Should the Rules of Professional Conduct Require Competence in Technology?

The recent revisions to Ontario’s Rules of Professional Conduct do not contain the words ‘computer’, ‘information technology’, or ‘electronic’, except in the latter case for a reference to the electronic registration of real estate transfers.

Is this a desirable demonstration of technology neutrality or a missed opportunity to give useful direction to the profession on an increasingly important aspect of the practice of law?

Monica Goyal, who makes her living in the law-and-technology world, suggests in her recent column for the Law Times that the rules should give some guidance.

Do you agree?

If not, have you read the long article in the Canadian Lawyer about the perils of the digital world for law firms?

Views?

Comments

  1. and see the immediately preceding post to Slaw, about recent changes to the BC rules – for better or worse! Be careful what you wish for!

    But see the LSBC’s follow-up clarification about how the cloud rules work.

    In particular, note “The Law Society regulates lawyers, not technology.” Clearly right, but in BC it has not prevented the Law Society from providing guidance in its Rules. Should the regulators in Upper Canada follow suit?

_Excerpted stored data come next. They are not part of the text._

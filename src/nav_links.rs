use crate::dom::NodeRef;

pub const ACTIVE_CLASS: &str = "active";

/// Keeps exactly one navigation link marked active: the last one clicked.
pub struct ActiveLinks {
    links: Vec<NodeRef>,
}

impl ActiveLinks {
    pub fn new(links: Vec<NodeRef>) -> Self {
        Self { links }
    }

    pub fn len(&self) -> usize {
        self.links.len()
    }

    pub fn is_empty(&self) -> bool {
        self.links.is_empty()
    }

    pub fn activate(&self, index: usize) {
        let Some(clicked) = self.links.get(index) else {
            log::debug!("Ignoring click on unknown nav link {}", index);
            return;
        };
        for link in &self.links {
            link.toggle_class(ACTIVE_CLASS, false);
        }
        clicked.toggle_class(ACTIVE_CLASS, true);
    }

    pub fn active(&self) -> Option<usize> {
        self.links.iter().position(|link| link.has_class(ACTIVE_CLASS))
    }
}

  2. Here is a summary of the American Bar Association’s position on this topic, and the response of state bar governors to it. In short: lawyers have to be familiar with today’s technology to be competent.

    Bottom line:

    The rule of competence requires a lawyer to possess the “skill” reasonably necessary for representation, and it would be a losing argument to say that any lawyer today can competently represent a client without knowing the basics of technology.